**Work to be completed**. Only the lines containing "Item" belong in the answer; find them in the material below.

**Provided data**.
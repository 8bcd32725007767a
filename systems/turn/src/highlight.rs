//! Selectable tiles and enemy markers offered during target selection.

use fog_tactics_core::{GridCoord, UnitId};

/// Single entry of a [`HighlightSet`].
#[derive(Clone, Copy, Debug, PartialEq, Eq, Hash)]
pub enum Highlight {
    /// A destination tile offered by the move submenu.
    Tile(GridCoord),
    /// An enemy offered by the attack submenu.
    EnemyMarker(UnitId),
}

/// Ordered, duplicate-free collection of highlights.
#[derive(Clone, Debug, Default, PartialEq, Eq)]
pub struct HighlightSet {
    entries: Vec<Highlight>,
}

impl HighlightSet {
    /// Replaces the current entries with `highlights`, dropping duplicates.
    pub fn replace_with<I>(&mut self, highlights: I)
    where
        I: IntoIterator<Item = Highlight>,
    {
        self.entries.clear();
        for highlight in highlights {
            if !self.entries.contains(&highlight) {
                self.entries.push(highlight);
            }
        }
    }

    /// Removes every entry.
    pub fn clear(&mut self) {
        self.entries.clear();
    }

    /// Drops the marker belonging to `unit`. Returns whether one was present.
    pub fn remove_unit(&mut self, unit: UnitId) -> bool {
        let before = self.entries.len();
        self.entries
            .retain(|entry| *entry != Highlight::EnemyMarker(unit));
        self.entries.len() != before
    }

    /// Reports whether `cell` is offered as a destination.
    #[must_use]
    pub fn contains_tile(&self, cell: GridCoord) -> bool {
        self.entries.contains(&Highlight::Tile(cell))
    }

    /// Reports whether `unit` is offered as a target.
    #[must_use]
    pub fn contains_enemy(&self, unit: UnitId) -> bool {
        self.entries.contains(&Highlight::EnemyMarker(unit))
    }

    /// Iterates over the entries in insertion order.
    pub fn iter(&self) -> impl Iterator<Item = &Highlight> {
        self.entries.iter()
    }

    /// Number of entries.
    #[must_use]
    pub fn len(&self) -> usize {
        self.entries.len()
    }

    /// Reports whether the set is empty.
    #[must_use]
    pub fn is_empty(&self) -> bool {
        self.entries.is_empty()
    }
}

**Solution below**.
        I: IntoIterator<Item = Highlight>,
    pub fn iter(&self) -> impl Iterator<Item = &Highlight> {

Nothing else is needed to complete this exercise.